use chrono::{DateTime, NaiveDate, Utc};
use record_store_sdk::{AuditEntry, AuditQuery};
use tracing::{debug, info};

use crate::domain::error::DomainError;
use crate::domain::store::{Collection, Document};

/// Append-only log of inbound requests.
pub struct AuditLog {
    entries: Collection<AuditEntry>,
}

impl AuditLog {
    pub fn load(document: Document<AuditEntry>) -> Self {
        Self {
            entries: Collection::load(document),
        }
    }

    /// Record a request observed now.
    ///
    /// # Errors
    /// `Persistence` when the log cannot be written.
    pub fn record(&self, method: &str, url: &str) -> Result<AuditEntry, DomainError> {
        let entry = AuditEntry {
            timestamp: Utc::now(),
            method: method.to_owned(),
            url: url.to_owned(),
        };
        info!(method = %entry.method, url = %entry.url, "Request received");
        self.append(entry.clone())?;
        Ok(entry)
    }

    /// # Errors
    /// `Persistence` when the log cannot be written.
    pub fn append(&self, entry: AuditEntry) -> Result<(), DomainError> {
        self.entries.update(|entries| {
            entries.push(entry);
            Ok(())
        })
    }

    /// Entries matching every filter present in `query`.
    ///
    /// Time bounds are inclusive. A bound that does not parse matches nothing.
    #[must_use]
    pub fn query(&self, query: &AuditQuery) -> Vec<AuditEntry> {
        let Some(from) = parse_optional_bound(query.from.as_deref()) else {
            return Vec::new();
        };
        let Some(to) = parse_optional_bound(query.to.as_deref()) else {
            return Vec::new();
        };
        let method = query.method.as_deref().map(str::to_uppercase);

        self.entries.read(|entries| {
            entries
                .iter()
                .filter(|e| from.is_none_or(|from| e.timestamp >= from))
                .filter(|e| to.is_none_or(|to| e.timestamp <= to))
                .filter(|e| {
                    method
                        .as_deref()
                        .is_none_or(|m| e.method.to_uppercase() == m)
                })
                .cloned()
                .collect()
        })
    }
}

/// `Some(None)` when absent, `Some(Some(t))` when it parses, `None` otherwise.
fn parse_optional_bound(raw: Option<&str>) -> Option<Option<DateTime<Utc>>> {
    match raw {
        None => Some(None),
        Some(raw) => {
            let parsed = parse_bound(raw);
            if parsed.is_none() {
                debug!(bound = raw, "Unparsable audit time bound, nothing matches");
            }
            parsed.map(Some)
        }
    }
}

/// RFC 3339 timestamp, or `YYYY-MM-DD` taken as midnight UTC.
fn parse_bound(raw: &str) -> Option<DateTime<Utc>> {
    if let Ok(ts) = DateTime::parse_from_rfc3339(raw) {
        return Some(ts.with_timezone(&Utc));
    }
    NaiveDate::parse_from_str(raw, "%Y-%m-%d")
        .ok()
        .and_then(|d| d.and_hms_opt(0, 0, 0))
        .map(|dt| dt.and_utc())
}
use std::sync::Arc;

use axum::routing::{get, put};
use axum::{Extension, Router, middleware};

use crate::api::rest::audit::audit_middleware;
use crate::api::rest::handlers;
use crate::domain::audit::AuditLog;
use crate::domain::records::RecordRepository;
use crate::domain::tickets::TicketRepository;

/// Mount the record store endpoints on `router`.
///
/// Unmatched paths and unsupported methods answer with JSON errors. Auditing
/// is applied separately by [`audit_layer`] so the host can place it outside
/// its own limits.
pub fn register_routes(
    mut router: Router,
    records: Arc<RecordRepository>,
    tickets: Arc<TicketRepository>,
    audit: Arc<AuditLog>,
) -> Router {
    router = router
        .route(
            "/records",
            get(handlers::list_records).post(handlers::create_record),
        )
        .route(
            "/records/{national_id}",
            get(handlers::get_record).put(handlers::replace_record),
        )
        .route(
            "/api/data",
            get(handlers::list_records).post(handlers::create_record_legacy),
        )
        .route(
            "/api/data/card/{card_number}",
            get(handlers::get_record_by_card).put(handlers::replace_record_by_card),
        )
        .route(
            "/api/data/card/{card_number}/status",
            put(handlers::set_card_status),
        )
        .route("/api/phone/{national_id}", get(handlers::get_phone));

    router = router
        .route(
            "/api/tickets",
            get(handlers::list_tickets).post(handlers::create_ticket),
        )
        .route("/api/tickets/{id}", get(handlers::get_ticket))
        .route("/api/tickets/{id}/status", put(handlers::set_ticket_status));

    // Must follow every route: it only reaches already registered ones.
    router = router
        .route("/api/logs", get(handlers::list_logs))
        .method_not_allowed_fallback(handlers::method_not_allowed)
        .fallback(handlers::not_found);

    router
        .layer(Extension(records))
        .layer(Extension(tickets))
        .layer(Extension(audit))
}

/// Append every request reaching `router` to the audit log before it is
/// dispatched, whatever the outcome.
pub fn audit_layer(router: Router, audit: Arc<AuditLog>) -> Router {
    router.layer(middleware::from_fn(
        move |req: axum::extract::Request, next: axum::middleware::Next| {
            let log = audit.clone();
            audit_middleware(log, req, next)
        },
    ))
}
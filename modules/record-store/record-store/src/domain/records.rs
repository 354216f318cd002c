use record_store_sdk::{CustomerRecord, RecordFields};
use serde_json::{Map, Value};
use tracing::{debug, info, instrument};

use crate::domain::error::DomainError;
use crate::domain::store::{Collection, Document};

const ENTITY: &str = "Record";

/// Customer records keyed by national ID, with card-number lookups.
pub struct RecordRepository {
    records: Collection<CustomerRecord>,
}

impl RecordRepository {
    pub fn load(document: Document<CustomerRecord>) -> Self {
        Self {
            records: Collection::load(document),
        }
    }

    #[must_use]
    pub fn list_all(&self) -> Vec<CustomerRecord> {
        self.records.read(<[CustomerRecord]>::to_vec)
    }

    /// # Errors
    /// `Validation` when a required field is missing or empty, `Conflict`
    /// when the national ID is already taken, `Persistence` on write failure.
    #[instrument(skip_all)]
    pub fn create(&self, record: CustomerRecord) -> Result<CustomerRecord, DomainError> {
        validate_required(&record)?;
        let national_id = record.national_id().unwrap_or_default().to_owned();

        self.records.update(|records| {
            if records
                .iter()
                .any(|r| r.national_id() == Some(national_id.as_str()))
            {
                return Err(DomainError::conflict(
                    ENTITY,
                    RecordFields::NATIONAL_ID,
                    national_id.as_str(),
                ));
            }
            records.push(record.clone());
            Ok(())
        })?;

        info!(national_id = %national_id, "Record created");
        Ok(record)
    }

    /// # Errors
    /// `NotFound` when no record has this national ID.
    pub fn get_by_id(&self, national_id: &str) -> Result<CustomerRecord, DomainError> {
        self.records
            .read(|records| find_by_id(records, national_id).cloned())
            .ok_or_else(|| DomainError::not_found(ENTITY, national_id))
    }

    /// Merge `patch` onto the record and keep `nationalId` pinned to the key.
    ///
    /// # Errors
    /// `NotFound`, `Validation` if the merged record lost a required field,
    /// or `Persistence`.
    #[instrument(skip(self, patch))]
    pub fn replace_by_id(
        &self,
        national_id: &str,
        patch: Map<String, Value>,
    ) -> Result<CustomerRecord, DomainError> {
        let merged = self.records.update(|records| {
            let idx = records
                .iter()
                .position(|r| r.national_id() == Some(national_id))
                .ok_or_else(|| DomainError::not_found(ENTITY, national_id))?;

            let mut merged = records[idx].clone();
            merged.merge(patch);
            merged.set(RecordFields::NATIONAL_ID, national_id);
            validate_required(&merged)?;

            records[idx] = merged.clone();
            Ok(merged)
        })?;

        debug!("Record replaced by national ID");
        Ok(merged)
    }

    /// First record, in insertion order, holding this card number.
    ///
    /// # Errors
    /// `NotFound` when no record carries the card number.
    pub fn get_by_card_number(&self, card_number: &str) -> Result<CustomerRecord, DomainError> {
        self.records
            .read(|records| find_by_card(records, card_number).cloned())
            .ok_or_else(|| DomainError::not_found(ENTITY, card_number))
    }

    /// Merge `patch` onto the first record holding `card_number`.
    ///
    /// The card number is pinned to the key and the national ID to the
    /// record's existing value, so this path cannot break ID uniqueness.
    ///
    /// # Errors
    /// `NotFound`, `Validation` or `Persistence`.
    #[instrument(skip(self, patch))]
    pub fn replace_by_card_number(
        &self,
        card_number: &str,
        patch: Map<String, Value>,
    ) -> Result<CustomerRecord, DomainError> {
        let merged = self.records.update(|records| {
            let idx = position_by_card(records, card_number)
                .ok_or_else(|| DomainError::not_found(ENTITY, card_number))?;

            let existing_id = records[idx].get(RecordFields::NATIONAL_ID).cloned();
            let mut merged = records[idx].clone();
            merged.merge(patch);
            merged.set(RecordFields::CREDIT_CARD_NUMBER, card_number);
            match existing_id {
                Some(id) => merged.set(RecordFields::NATIONAL_ID, id),
                None => {
                    merged.remove(RecordFields::NATIONAL_ID);
                }
            }
            validate_fields(&merged, &[RecordFields::USERNAME, RecordFields::USER_ID])?;

            records[idx] = merged.clone();
            Ok(merged)
        })?;

        debug!("Record replaced by card number");
        Ok(merged)
    }

    /// # Errors
    /// `Validation` for an empty status, `NotFound`, or `Persistence`.
    #[instrument(skip(self))]
    pub fn set_status_by_card_number(
        &self,
        card_number: &str,
        status: &str,
    ) -> Result<CustomerRecord, DomainError> {
        if status.is_empty() {
            return Err(DomainError::validation(
                RecordFields::STATUS,
                "Status field is required",
            ));
        }

        let updated = self.records.update(|records| {
            let idx = position_by_card(records, card_number)
                .ok_or_else(|| DomainError::not_found(ENTITY, card_number))?;
            records[idx].set(RecordFields::STATUS, status);
            Ok(records[idx].clone())
        })?;

        info!(status, "Record status updated");
        Ok(updated)
    }

    /// Phone number of a record: `Ok(None)` when the record exists but has no
    /// phone (absent, null or empty string).
    ///
    /// # Errors
    /// `NotFound` when no record has this national ID.
    pub fn get_phone_by_id(&self, national_id: &str) -> Result<Option<Value>, DomainError> {
        let record = self.get_by_id(national_id)?;
        Ok(record
            .get(RecordFields::PHONE)
            .filter(|phone| !is_blank(phone))
            .cloned())
    }
}

fn find_by_id<'a>(records: &'a [CustomerRecord], national_id: &str) -> Option<&'a CustomerRecord> {
    records
        .iter()
        .find(|r| r.national_id() == Some(national_id))
}

fn find_by_card<'a>(
    records: &'a [CustomerRecord],
    card_number: &str,
) -> Option<&'a CustomerRecord> {
    records
        .iter()
        .find(|r| r.credit_card_number() == Some(card_number))
}

fn position_by_card(records: &[CustomerRecord], card_number: &str) -> Option<usize> {
    records
        .iter()
        .position(|r| r.credit_card_number() == Some(card_number))
}

fn is_blank(value: &Value) -> bool {
    match value {
        Value::Null => true,
        Value::String(s) => s.is_empty(),
        _ => false,
    }
}

fn validate_required(record: &CustomerRecord) -> Result<(), DomainError> {
    validate_fields(record, &RecordFields::REQUIRED)
}

/// Each field must be a non-empty JSON string.
fn validate_fields(record: &CustomerRecord, fields: &[&str]) -> Result<(), DomainError> {
    for &field in fields {
        match record.get(field) {
            Some(Value::String(s)) if !s.is_empty() => {}
            None | Some(Value::Null) => return Err(DomainError::required(field)),
            Some(Value::String(_)) => {
                return Err(DomainError::validation(
                    field,
                    format!("{field} must not be empty"),
                ));
            }
            Some(_) => {
                return Err(DomainError::validation(
                    field,
                    format!("{field} must be a string"),
                ));
            }
        }
    }
    Ok(())
}
pub mod audit;
pub mod dto;
pub mod error;
pub mod extract;
pub mod handlers;
pub mod routes;
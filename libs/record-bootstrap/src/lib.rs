//! Host bootstrap for the record server.
//!
//! Layered configuration, logging initialization, path utilities and signal
//! handling shared by the server binary.

pub mod config;
pub mod logging;
pub mod paths;
pub mod signals;

pub use config::*;
pub use logging::*;
pub use paths::{PathError, expand_tilde};
pub use signals::*;
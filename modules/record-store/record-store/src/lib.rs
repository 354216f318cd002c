//! Record Store Module Implementation
//!
//! The public API is defined in `record-store-sdk` and re-exported here.

pub use record_store_sdk::{
    AuditEntry, AuditQuery, CustomerRecord, RecordFields, RecordStoreClient, RecordStoreError,
    Ticket, TicketStatus,
};

pub mod module;
pub use module::RecordStoreModule;

pub mod local_client;

pub mod config;
pub use config::RecordStoreConfig;

#[doc(hidden)]
pub mod api;
#[doc(hidden)]
pub mod domain;
#[doc(hidden)]
pub mod infra;

pub use domain::{DocumentStore, StoreError};
pub use infra::storage::{InMemoryStore, JsonFileStore};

- - - - - - -

§ **Problem details**:
Show me each line of the listing above with "push" in it.

§ **Task output**:
            entries.push(entry);
            records.push(record.clone());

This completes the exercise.